Porsgrunn has been an important harbor town in the Grenland area since the late 16th century. In 1653, the Customs House was moved further down the Skien river from Skien to Porsgrunn mainly because industrial waste such as sawdust and mud made the river too shallow to allow boats to go any further up the river. Moving the Custom House to Porsgrunn added to the flourishing harbor activity and Porsgrunn became a thriving market town with a ladested status.

In the 18th century, Porsgrunn was the home of some of Norway's most influential families at the time, such as the Aalls, Cappelens, Løvenskiolds, and Deichmans. Also in this period, Porsgrunn was considered the cultural centre of Norway.
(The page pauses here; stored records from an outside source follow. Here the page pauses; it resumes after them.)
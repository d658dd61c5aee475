use futures_util::StreamExt;
use kiln::{FaultKind, Function, Namespace, RenderError, RenderOptions, Value};
use serde_json::json;

async fn render(body: &str, param: impl Into<Value>) -> Result<String, RenderError> {
    kiln::render_to_string(body, Namespace::new().with("param", param)).await
}

const MARKUP: &str = "<div>test</div>";
const ESCAPED_MARKUP: &str = "&lt;div&gt;test&lt;/div&gt;";

#[tokio::test]
async fn test_text_without_tags() {
    assert_eq!(render("normal test", ()).await.unwrap(), "normal test");
}

#[tokio::test]
async fn test_escaped_and_raw_interpolation() {
    assert_eq!(render("<%= param %>", MARKUP).await.unwrap(), ESCAPED_MARKUP);
    assert_eq!(render("<%- param %>", MARKUP).await.unwrap(), MARKUP);
}

#[tokio::test]
async fn test_spacing_and_trailing_semicolon_do_not_matter() {
    for body in ["<%= param %>", "<%=param%>", "<%= param; %>"] {
        assert_eq!(render(body, MARKUP).await.unwrap(), ESCAPED_MARKUP, "{body}");
    }
    for body in ["<%- param %>", "<%-param%>", "<%- param; %>"] {
        assert_eq!(render(body, MARKUP).await.unwrap(), MARKUP, "{body}");
    }
}

#[tokio::test]
async fn test_comments_produce_nothing() {
    assert_eq!(render("<%# param %>", MARKUP).await.unwrap(), "");
    assert_eq!(render("<%#param%>", MARKUP).await.unwrap(), "");
}

#[tokio::test]
async fn test_conditional_across_tags() {
    let body = "<% if (param) { %>test<% } %>";
    assert_eq!(render(body, true).await.unwrap(), "test");
    assert_eq!(render(body, false).await.unwrap(), "");
    let body = "<% if (param) { %>yes<% } else { %>no<% } %>";
    assert_eq!(render(body, 0).await.unwrap(), "no");
}

#[tokio::test]
async fn test_loops() {
    for count in 0..=3 {
        let output = render(
            "<% for (let i = 0; i < param; i++) { %>Test<% } %>",
            count,
        )
        .await
        .unwrap();
        assert_eq!(output, "Test".repeat(count as usize));
    }
    let nested = "<% for (let i = 0; i < 2; i++) { %><% for (let j = 0; j < 2; j++) { %>Test<% } %><% } %>";
    assert_eq!(render(nested, ()).await.unwrap(), "TestTestTestTest");
}

#[tokio::test]
async fn test_loop_over_parameters() {
    let namespace = Namespace::new().with("users", json!([{"name": "Ada"}, {"name": "<Grace>"}]));
    let output = kiln::render_to_string(
        "<% for (const user of users) { %><%= user.name %>;<% } %>",
        namespace,
    )
    .await
    .unwrap();
    assert_eq!(output, "Ada;&lt;Grace&gt;;");
}

#[tokio::test]
async fn test_trailing_backslashes_are_trimmed() {
    let output = render("<%= param %>console.log(`${param}`)\\\\", "test")
        .await
        .unwrap();
    assert_eq!(output, "testconsole.log(`${param}`)");
    let output = render("one \\\ntwo", ()).await.unwrap();
    assert_eq!(output, "one \ntwo");
}

#[tokio::test]
async fn test_unknown_name_is_a_reference_error() {
    let error = render("<%= unknown %>", "").await.unwrap_err();
    let fault = error.as_fault().unwrap();
    assert_eq!(fault.kind, FaultKind::ReferenceError);
    assert_eq!(fault.message, "unknown is not defined");
    assert!(error.report().contains("unknown is not defined"));
}

#[tokio::test]
async fn test_output_before_failure_is_delivered() {
    let options = RenderOptions::default().with_chunk_size(0);
    let stream = kiln::render_with(
        "a<%= 'b' %><% throw 'stop' %>c",
        Namespace::new(),
        &options,
    )
    .unwrap();
    let items: Vec<_> = stream.collect().await;
    let text: String = items
        .iter()
        .filter_map(|item| item.as_ref().ok())
        .map(|chunk| String::from_utf8_lossy(chunk).into_owned())
        .collect();
    assert_eq!(text, "ab");
    let Some(Err(RenderError::Evaluation(fault))) = items.last() else {
        panic!("expected the failure last");
    };
    assert_eq!(fault.to_string(), "Uncaught: stop");
}

#[tokio::test]
async fn test_syntax_errors_fail_before_rendering() {
    let error = kiln::render("<% for (const x of items) { %>open", Namespace::new())
        .err()
        .unwrap();
    assert!(matches!(error, RenderError::Syntax(_)));
}

#[tokio::test]
async fn test_functions_from_namespace() {
    let namespace = Namespace::new()
        .with("title", "kiln")
        .with(
            "shout",
            Function::from_fn("shout", |arguments| {
                let text = arguments.first().cloned().unwrap_or_default();
                Ok(Value::from(text.to_text().to_uppercase()))
            }),
        );
    let output = kiln::render_to_string("<%= shout(title) %>!", namespace)
        .await
        .unwrap();
    assert_eq!(output, "KILN!");
}

#[tokio::test]
async fn test_builtins() {
    let namespace = Namespace::new().with("data", json!({"list": [1, 2, 3]}));
    let output = kiln::render_to_string(
        "<%- JSON.stringify(data) %> <%= data.list.join('-') %> <%= 'ab'.repeat(2) %> <%= Object.keys(data) %>",
        namespace,
    )
    .await
    .unwrap();
    assert_eq!(output, r#"{"list":[1,2,3]} 1-2-3 abab list"#);
}

#[tokio::test]
async fn test_oversized_repeat_is_a_range_error() {
    let error = render("<%= 'ab'.repeat(100000000000000) %>", ()).await.unwrap_err();
    let fault = error.as_fault().unwrap();
    assert_eq!(fault.kind, FaultKind::RangeError);
    assert_eq!(fault.message, "Invalid string length");
}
On the ecclesiastical side, Porsgrunn was separated from the ancient rural parishes of Eidanger prestegjeld, Solum prestegjeld, and Gjerpen prestegjeld in 1764 to become a prestegjeld with its own minister. Churches within the Porsgrunn prestegjeld included Østre Porsgrunn Church and Vestre Porsgrunn Church. The city was granted limited city status as a kjøpstad in 1807, but this was expanded to full city status in 1842.

The formannskapsdistrikt law of 1837 created a system of local government in Norway by establishing each town or city (ladested or kjøpstad) and each Church of Norway prestegjeld as a civil municipality. On 1 January 1838, the kjøpstad of Porsgrunn was established as Porsgrunn Municipality.

During the 1960s, there were many municipal mergers across Norway due to the work of the Schei Committee. On 1 January 1964, the following areas were merged to form an enlarged Porsgrunn Municipality:

- all of Porsgrunn Municipality (population: )
- all of Brevik Municipality (population: )
- all of Eidanger Municipality (population: )
- the Bakke area of Hedrum Municipality in Vestfold county (population: )
- the Enigheten, Høyberg, and Skavåsen areas of Brunlanes Municipality in Vestfold county (population: )

Prior to the 1964 merger, the town of Porsgrunn was the same size as Porsgrunn Municipality, but after the merger, the town makes up one area within the larger Porsgrunn Municipality.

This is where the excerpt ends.